When William asked Attenborough for a key message for the politicians and business leaders present in Davos this week, Attenborough said “Care for the natural world. Not only care for the natural world but treat it with a degree of respect and reverence.”
Attenborough also mentioned a worrying tendency to waste resources. “The thing that I really care for in our ordinary daily lives is not to waste the riches of the natural world on which we depend. And it’s not just energy, which of course is very important, but it’s also dealing with the natural world with a degree of respect. Not to throw away food, not to throw away power – just care for the natural world of which you’re an essential part.”
At the World Economic Forum on Monday night, the Duke of Cambridge congratulated Attenborough for winning the Crystal Award that recognizes individuals who have helped make the world a better place. For William, it was a “personal treat” to ask Attenborough questions, and he appreciated the change not for being the subject of interviews himself on the occasion.
Asking about the delayed response of the global leaders to react to climate change, William said: “Why do you think world leaders and those in key positions of leadership; why do think they’ve taken so long … there have been quite a few faltering steps to act on environmental challenges?”
The broadcaster’s 1950’s flourishing BBC career also got compared with his latest project teaming up with Netflix and the World Wide Fund for Nature (WWF) for an upcoming series called “Our Planet” to get released on the online TV streaming site.
Mentioning his early work in the mid-1950s, Attenborough said it was relatively “easy” to impress Britons by televising simply an armadillo involving one camera, one cameraman, and himself. Now the systems are “unbelievable,” taking viewers up to the sky and down the depths of the ocean that “people couldn’t imagine” 50 years ago.
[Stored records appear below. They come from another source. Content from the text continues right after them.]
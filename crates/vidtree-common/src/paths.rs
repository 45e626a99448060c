//! Path utilities for detecting video files and naming playlists.
//!
//! The extension set here decides which files become playlist tracks; the
//! scanner consults it for every directory entry that is not a directory.

use std::path::Path;

/// Video file extensions recognised by the scanner (compared lowercase).
const VIDEO_EXTENSIONS: &[&str] = &["mp4", "mkv", "avi", "mov", "wmv", "flv", "mpeg", "mpg"];

/// Extension given to written playlists.
pub const PLAYLIST_EXTENSION: &str = "xspf";

/// Check if a path has a video file extension.
///
/// # Examples
///
/// ```
/// use std::path::Path;
/// use vidtree_common::paths::is_video_file;
///
/// assert!(is_video_file(Path::new("movie.mkv")));
/// assert!(is_video_file(Path::new("/path/to/video.MPEG")));
/// assert!(!is_video_file(Path::new("readme.txt")));
/// ```
pub fn is_video_file(path: &Path) -> bool {
    path.extension()
        .and_then(|ext| ext.to_str())
        .map(|ext| VIDEO_EXTENSIONS.contains(&ext.to_lowercase().as_str()))
        .unwrap_or(false)
}

/// Display label for a folder: its base name, or an empty string for a
/// filesystem root.
pub fn folder_name(path: &Path) -> String {
    path.file_name()
        .map(|name| name.to_string_lossy().into_owned())
        .unwrap_or_default()
}

/// Append `.xspf` to a playlist name unless it already ends with it
/// (case-insensitive).
///
/// # Examples
///
/// ```
/// use vidtree_common::paths::with_playlist_extension;
///
/// assert_eq!(with_playlist_extension("Movies"), "Movies.xspf");
/// assert_eq!(with_playlist_extension("Movies.XSPF"), "Movies.XSPF");
/// ```
pub fn with_playlist_extension(name: &str) -> String {
    let suffix = format!(".{PLAYLIST_EXTENSION}");
    if name.to_lowercase().ends_with(&suffix) {
        name.to_string()
    } else {
        format!("{name}{suffix}")
    }
}
//! # vidtree-av
//!
//! Duration probing for video files through the `ffprobe` command-line tool.
//!
//! This crate provides:
//! - [`DurationProber`], the seam the playlist builder probes through
//! - [`FfprobeDurationProber`], which shells out to `ffprobe` for the first
//!   video stream's duration
//! - Tool discovery ([`tools::locate_tool`]) covering a configured path, the
//!   directory of the running executable, a `bin/` folder and `PATH`
//!
//! ## Features
//!
//! - `tracing` - Log probe failures at debug level
//!
//! ## Example
//!
//! ```no_run
//! use vidtree_av::{DurationProber, FfprobeDurationProber};
//!
//! let prober = FfprobeDurationProber::discover(None);
//! let millis = prober.duration_or_unknown("/videos/A/1.mp4".as_ref());
//! println!("{millis}");
//! ```

mod error;
pub mod probe;
pub mod tools;

// Re-exports
pub use error::{Error, Result};
pub use probe::{DurationProber, FfprobeDurationProber, UNKNOWN_DURATION_MS};
pub use tools::{check_tool, locate_tool, ToolInfo};
//! Interactive console prompt.

use std::io::{self, BufRead, Write};
use std::path::{Path, PathBuf};
use vidtree::playlist::PlaylistSummary;

pub struct Prompt<R, W> {
    input: R,
    output: W,
}

impl<R: BufRead, W: Write> Prompt<R, W> {
    pub fn new(input: R, output: W) -> Self {
        Self { input, output }
    }

    pub fn welcome(&mut self) -> io::Result<()> {
        writeln!(self.output, "Welcome to the XSPF playlist creator!\n")?;
        writeln!(
            self.output,
            "Type the path of the folder to scan, or press Enter to use the current folder.\n"
        )
    }

    /// Ask for the folder to scan. Empty input (or EOF) selects `current`.
    pub fn ask_folder(&mut self, current: &Path) -> io::Result<PathBuf> {
        write!(self.output, "Folder path: ")?;
        self.output.flush()?;

        let mut line = String::new();
        self.input.read_line(&mut line)?;
        let answer = line.trim();

        if answer.is_empty() {
            writeln!(
                self.output,
                "\nNo path given. Using the current folder:\n{}\n",
                current.display()
            )?;
            Ok(current.to_path_buf())
        } else {
            writeln!(self.output, "\nYou entered:\n{}\n", answer)?;
            Ok(PathBuf::from(answer))
        }
    }

    pub fn report_success(&mut self, summary: &PlaylistSummary) -> io::Result<()> {
        writeln!(
            self.output,
            "Playlist created: {} ({} videos in {} folders)",
            summary.output.display(),
            summary.tracks,
            summary.folders
        )?;
        if summary.unknown_durations > 0 {
            writeln!(
                self.output,
                "Duration unknown for {} videos (written as -1)",
                summary.unknown_durations
            )?;
        }
        Ok(())
    }

    /// Block until a line (or EOF) arrives on the input.
    pub fn wait_for_ack(&mut self) -> io::Result<()> {
        write!(self.output, "Press Enter to exit...")?;
        self.output.flush()?;
        let mut line = String::new();
        self.input.read_line(&mut line)?;
        Ok(())
    }
}
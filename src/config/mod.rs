mod types;

pub use types::*;

use anyhow::{Context, Result};
use std::path::{Path, PathBuf};

/// Load configuration from a TOML file
pub fn load_config(path: &Path) -> Result<Config> {
    let content = std::fs::read_to_string(path)
        .with_context(|| format!("Failed to read config file: {:?}", path))?;

    let mut config: Config = toml::from_str(&content)
        .with_context(|| format!("Failed to parse config file: {:?}", path))?;

    expand_tool_paths(&mut config.tools);

    validate_config(&config)?;

    Ok(config)
}

/// Load config from default locations or return default config
pub fn load_config_or_default(custom_path: Option<&Path>) -> Result<Config> {
    if let Some(path) = custom_path {
        return load_config(path);
    }

    // Try default locations
    let default_paths = ["./vidtree.toml", "~/.config/vidtree/config.toml"];

    for path_str in default_paths {
        let path = shellexpand::tilde(path_str);
        let path = Path::new(path.as_ref());
        if path.exists() {
            tracing::debug!("Using config file {:?}", path);
            return load_config(path);
        }
    }

    Ok(Config::default())
}

fn expand_tool_paths(tools: &mut ToolsConfig) {
    if let Some(path) = tools.ffprobe_path.take() {
        let expanded = shellexpand::tilde(&path.to_string_lossy()).into_owned();
        tools.ffprobe_path = Some(PathBuf::from(expanded));
    }
}

/// Validate configuration
pub fn validate_config(config: &Config) -> Result<()> {
    if config.playlist.title.trim().is_empty() {
        anyhow::bail!("Playlist title cannot be empty");
    }

    if config.playlist.output.trim().is_empty() {
        anyhow::bail!("Playlist output name cannot be empty");
    }

    if let Some(path) = &config.tools.ffprobe_path {
        if !path.exists() {
            tracing::warn!("Configured ffprobe does not exist: {:?}", path);
        }
    }

    Ok(())
}

#[cfg(test)]
mod tests {
    use super::*;
    use crate::playlist::{DEFAULT_OUTPUT, DEFAULT_TITLE};
    use std::fs;
    use tempfile::tempdir;

    #[test]
    fn test_defaults() {
        let config = Config::default();
        assert_eq!(config.playlist.title, DEFAULT_TITLE);
        assert_eq!(config.playlist.output, DEFAULT_OUTPUT);
        assert!(config.tools.ffprobe_path.is_none());
        assert!(validate_config(&config).is_ok());
    }

    #[test]
    fn test_load_partial_file() {
        let temp = tempdir().unwrap();
        let path = temp.path().join("vidtree.toml");
        fs::write(
            &path,
            r#"
[playlist]
title = "Cartoons"

[tools]
ffprobe_path = "/opt/ffmpeg/bin/ffprobe"
"#,
        )
        .unwrap();

        let config = load_config(&path).unwrap();
        assert_eq!(config.playlist.title, "Cartoons");
        assert_eq!(config.playlist.output, DEFAULT_OUTPUT);
        assert_eq!(
            config.tools.ffprobe_path,
            Some(PathBuf::from("/opt/ffmpeg/bin/ffprobe"))
        );
    }

    #[test]
    fn test_tilde_expanded() {
        let temp = tempdir().unwrap();
        let path = temp.path().join("vidtree.toml");
        fs::write(&path, "[tools]\nffprobe_path = \"~/bin/ffprobe\"\n").unwrap();

        let config = load_config(&path).unwrap();
        let ffprobe = config.tools.ffprobe_path.unwrap();
        assert!(!ffprobe.to_string_lossy().starts_with('~'));
        assert!(ffprobe.ends_with("bin/ffprobe"));
    }

    #[test]
    fn test_home_relative_tool_is_checked_after_expansion() {
        let temp = tempdir().unwrap();
        let path = temp.path().join("vidtree.toml");
        fs::write(&path, "[tools]\nffprobe_path = \"~\"\n").unwrap();

        let config = load_config(&path).unwrap();
        let ffprobe = config.tools.ffprobe_path.as_deref().unwrap();
        assert_eq!(ffprobe, Path::new(shellexpand::tilde("~").as_ref()));
        assert!(ffprobe.exists());
    }

    #[test]
    fn test_rejects_empty_title() {
        let temp = tempdir().unwrap();
        let path = temp.path().join("vidtree.toml");
        fs::write(&path, "[playlist]\ntitle = \"  \"\n").unwrap();

        let err = load_config(&path).unwrap_err();
        assert!(err.to_string().contains("title"));
    }

    #[test]
    fn test_invalid_toml() {
        let temp = tempdir().unwrap();
        let path = temp.path().join("vidtree.toml");
        fs::write(&path, "[playlist\n").unwrap();

        let err = load_config(&path).unwrap_err();
        assert!(err.to_string().contains("Failed to parse config file"));
    }

    #[test]
    fn test_missing_explicit_file() {
        let err = load_config_or_default(Some(Path::new("/nonexistent/vidtree.toml")))
            .unwrap_err();
        assert!(err.to_string().contains("Failed to read config file"));
    }
}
Prince William noted late shift of Attenborough to environmental activism, mentioning that the presenter “held back from speaking publicly about environmental issues” for many years.
According to Attenborough, at the start of his career, such a state of crisis in the environment was nearly inconceivable, and extinction of animals seemed like the exception rather than the norm.
“To be truthful I don’t think there was anyone in the mid-50s who thought there was a danger that we would annihilate parts of the natural world. There were animals that were in danger, that’s true and there were animals that we could see if we didn’t do something they were going to become extinct.”
“And the notion that human beings might exterminate a whole species … you just hadn’t thought about it,” he exclaimed.
Expressing his deep concern for the environment, Attenborough concluded “Now of course we’re only too well aware that the whole of the natural world is at our disposal, as it were. We can do things accidentally that exterminate a whole area of the natural world and species that live within it.”